Exercise brief =>
From the entries below, copy exactly the lines from the one that contains "use crate::simulation::states::System;" through the one that contains "grow on demand", both included, and only those.
*** Information supplied ***
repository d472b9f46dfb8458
//! Integration driver
//!
//! Owns the system state and the trajectory for one run and walks the
//! `NotStarted -> Running -> Finished` state machine. Each iteration checks
//! the bounds predicate, performs one step, and records the new positions.

use log::{debug, info, warn};

use crate::error::SimError;
use crate::simulation::forces::NewtonianGravity;
use crate::simulation::integrator::symplectic_euler_step;
use crate::simulation::params::Parameters;
use crate::simulation::scenario::Scenario;
use crate::simulation::states::System;
use crate::simulation::trajectory::Trajectory;

/// Why a run ended. None of these is a failure
#[derive(Debug, Clone, Copy, PartialEq, Eq)]
pub enum StopReason {
    OutOfBounds, // every body left the bounds box on both axes
    StepLimit, // the step budget was exhausted
    Cancelled, // the caller's cancel hook fired
}

#[derive(Debug, Clone, Copy, PartialEq, Eq)]
pub enum RunState {
    NotStarted,
    Running,
    Finished(StopReason),
}

/// What the rendering side needs to pace playback
#[derive(Debug, Clone, Copy, PartialEq)]
pub struct RunSummary {
    pub steps_run: usize,
    pub max_steps: usize,
    pub dt: f64,
    pub stop_reason: StopReason,
    pub first_non_finite_step: Option<usize>, // 1-based step after which the state was first NaN/inf
}

impl RunSummary {
    pub fn simulated_time(&self) -> f64 {
        self.steps_run as f64 * self.dt
    }
}

/// Finished run handed to the rendering collaborators
#[derive(Debug, Clone)]
pub struct SimulationOutput {
    pub trajectory: Trajectory,
    pub summary: RunSummary,
}

/// Upper bound on samples reserved up front; longer runs grow on demand
const PREALLOCATED_STEPS: usize = 1 << 20;

/// True when every body has |x| > bound and |y| > bound
pub fn out_of_bounds(sys: &System, bound: f64) -> bool {
    sys.bodies
        .iter()
        .all(|b| b.x.x.abs() > bound && b.x.y.abs() > bound)
}

pub struct Integrator {
    parameters: Parameters,
    system: System,
    gravity: NewtonianGravity,
    trajectory: Trajectory,
    steps_run: usize,
    state: RunState,
    first_non_finite_step: Option<usize>,
}

impl Integrator {
    pub fn new(scenario: Scenario) -> Self {
        let Scenario { parameters, system, gravity } = scenario;
        Self {
            parameters,
            system,
            gravity,
            trajectory: Trajectory::with_capacity(parameters.max_steps.min(PREALLOCATED_STEPS)),
            steps_run: 0,
            state: RunState::NotStarted,
            first_non_finite_step: None,
        }
    }

    pub fn state(&self) -> RunState {
        self.state
    }

    pub fn parameters(&self) -> &Parameters {
        &self.parameters
    }

    pub fn system(&self) -> &System {
        &self.system
    }

    pub fn trajectory(&self) -> &Trajectory {
        &self.trajectory
    }

    pub fn steps_run(&self) -> usize {
        self.steps_run
    }

    /// Run to completion
    pub fn run(&mut self) -> Result<RunSummary, SimError> {
        self.run_with(|_, _| false)
    }

    /// Run to completion, polling `cancel(step, &system)` before every step
    /// A `true` from the hook stops the run as `StopReason::Cancelled`
    pub fn run_with<F>(&mut self, mut cancel: F) -> Result<RunSummary, SimError>
    where
        F: FnMut(usize, &System) -> bool,
    {
        if self.state != RunState::NotStarted {
            return Err(SimError::AlreadyStarted);
        }
        self.state = RunState::Running;

        let Parameters { G: g, dt, max_steps, bound } = self.parameters;
        let initial_energy = self.system.total_energy(g);
        info!("running up to {max_steps} steps (dt = {dt}, bound = {bound})");

        let reason = loop {
            if self.steps_run >= max_steps {
                break StopReason::StepLimit;
            }
            if out_of_bounds(&self.system, bound) {
                break StopReason::OutOfBounds;
            }
            if cancel(self.steps_run, &self.system) {
                break StopReason::Cancelled;
            }

            let positions = symplectic_euler_step(&mut self.system, &self.gravity, dt);
            self.trajectory.record(positions);
            self.steps_run += 1;

            if self.first_non_finite_step.is_none() && !self.system.is_finite() {
                warn!("non-finite state first seen after step {}", self.steps_run);
                self.first_non_finite_step = Some(self.steps_run);
            }
        };

        self.state = RunState::Finished(reason);

        let final_energy = self.system.total_energy(g);
        info!("finished after {} steps: {:?}", self.steps_run, reason);
        debug!(
            "energy {initial_energy:.6} -> {final_energy:.6} (drift {:.3e})",
            final_energy - initial_energy
        );

        Ok(self.summary(reason))
    }

    /// Hand the read-only trajectory to the rendering side
    pub fn into_output(self) -> Result<SimulationOutput, SimError> {
        match self.state {
            RunState::Finished(reason) => Ok(SimulationOutput {
                summary: self.summary(reason),
                trajectory: self.trajectory,
            }),
            _ => Err(SimError::NotFinished),
        }
    }

    fn summary(&self, stop_reason: StopReason) -> RunSummary {
        RunSummary {
            steps_run: self.steps_run,
            max_steps: self.parameters.max_steps,
            dt: self.parameters.dt,
            stop_reason,
            first_non_finite_step: self.first_non_finite_step,
        }
    }
}
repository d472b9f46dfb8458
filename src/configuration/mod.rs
pub mod config;
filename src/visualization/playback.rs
//! Real-time pacing for replaying a finished trajectory.
//!
//! A run can hold tens of thousands of samples, far more than a GIF or a
//! viewer needs. The trajectory is subsampled with a fixed stride and the
//! requested playback duration is split evenly across the kept frames.

#[derive(Debug, Clone, Copy, PartialEq)]
pub struct PlaybackTiming {
    pub stride: usize, // keep every `stride`-th sample
    pub frames: usize, // number of frames after subsampling
    pub frame_interval_ms: f64, // total duration / frames
}

impl PlaybackTiming {
    /// `max_frames == 0` means no subsampling
    pub fn new(total_duration_secs: f64, samples: usize, max_frames: usize) -> Self {
        if samples == 0 {
            return Self { stride: 1, frames: 0, frame_interval_ms: 0.0 };
        }

        let stride = if max_frames == 0 { 1 } else { samples.div_ceil(max_frames).max(1) };
        let frames = samples.div_ceil(stride);

        Self {
            stride,
            frames,
            frame_interval_ms: total_duration_secs * 1000.0 / frames as f64,
        }
    }

    /// Sample indices in playback order
    pub fn frame_indices(&self, samples: usize) -> impl Iterator<Item = usize> {
        (0..samples).step_by(self.stride).take(self.frames)
    }
}
use crate::error::{AppError, AppResult};

/// Extracts the first balanced `{...}` span from free text.
///
/// Model completions are not guaranteed to contain only JSON; they routinely
/// wrap the object in prose or markdown fences. This is an explicit scanner
/// with a defined grammar rather than a regex heuristic: it finds the first
/// `{`, then tracks brace depth while honoring string literals and escape
/// sequences, so nested objects and braces inside strings cannot truncate or
/// extend the span.
pub fn extract_json_object(text: &str) -> AppResult<&str> {
    let start = text
        .find('{')
        .ok_or_else(|| AppError::Parse("no JSON object in model output".to_string()))?;

    let mut depth = 0usize;
    let mut in_string = false;
    let mut escaped = false;

    for (offset, ch) in text[start..].char_indices() {
        if in_string {
            if escaped {
                escaped = false;
            } else if ch == '\\' {
                escaped = true;
            } else if ch == '"' {
                in_string = false;
            }
            continue;
        }

        match ch {
            '"' => in_string = true,
            '{' => depth += 1,
            '}' => {
                depth -= 1;
                if depth == 0 {
                    return Ok(&text[start..start + offset + ch.len_utf8()]);
                }
            }
            _ => {}
        }
    }

    Err(AppError::Parse(
        "unterminated JSON object in model output".to_string(),
    ))
}
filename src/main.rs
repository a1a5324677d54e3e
use ai_discover_api::{
    api::{create_router, AppState},
    config::Config,
};
use tracing_subscriber::EnvFilter;

#[tokio::main]
async fn main() -> anyhow::Result<()> {
    tracing_subscriber::fmt()
        .with_env_filter(EnvFilter::try_from_default_env().unwrap_or_else(|_| "info".into()))
        .init();

    let config = Config::from_env()?;

    let (state, writer_handle) = AppState::initialize(&config).await?;
    let app = create_router(state);

    let addr = format!("{}:{}", config.host, config.port);
    let listener = tokio::net::TcpListener::bind(&addr).await?;
    tracing::info!(%addr, "AI discovery service listening");

    axum::serve(listener, app).await?;

    writer_handle.shutdown().await;
    Ok(())
}
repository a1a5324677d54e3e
pub mod handlers;
pub mod routes;
pub mod state;

pub use routes::create_router;
pub use state::AppState;
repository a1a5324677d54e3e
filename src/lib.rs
pub mod api;
pub mod config;
pub mod db;
pub mod error;
pub mod middleware;
pub mod models;
pub mod services;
*** End of Information supplied ***
Answer to this task =>
use crate::simulation::states::System;
use crate::simulation::trajectory::Trajectory;

/// Why a run ended. None of these is a failure
#[derive(Debug, Clone, Copy, PartialEq, Eq)]
pub enum StopReason {
    OutOfBounds, // every body left the bounds box on both axes
    StepLimit, // the step budget was exhausted
    Cancelled, // the caller's cancel hook fired
}

#[derive(Debug, Clone, Copy, PartialEq, Eq)]
pub enum RunState {
    NotStarted,
    Running,
    Finished(StopReason),
}

/// What the rendering side needs to pace playback
#[derive(Debug, Clone, Copy, PartialEq)]
pub struct RunSummary {
    pub steps_run: usize,
    pub max_steps: usize,
    pub dt: f64,
    pub stop_reason: StopReason,
    pub first_non_finite_step: Option<usize>, // 1-based step after which the state was first NaN/inf
}

impl RunSummary {
    pub fn simulated_time(&self) -> f64 {
        self.steps_run as f64 * self.dt
    }
}

/// Finished run handed to the rendering collaborators
#[derive(Debug, Clone)]
pub struct SimulationOutput {
    pub trajectory: Trajectory,
    pub summary: RunSummary,
}

/// Upper bound on samples reserved up front; longer runs grow on demand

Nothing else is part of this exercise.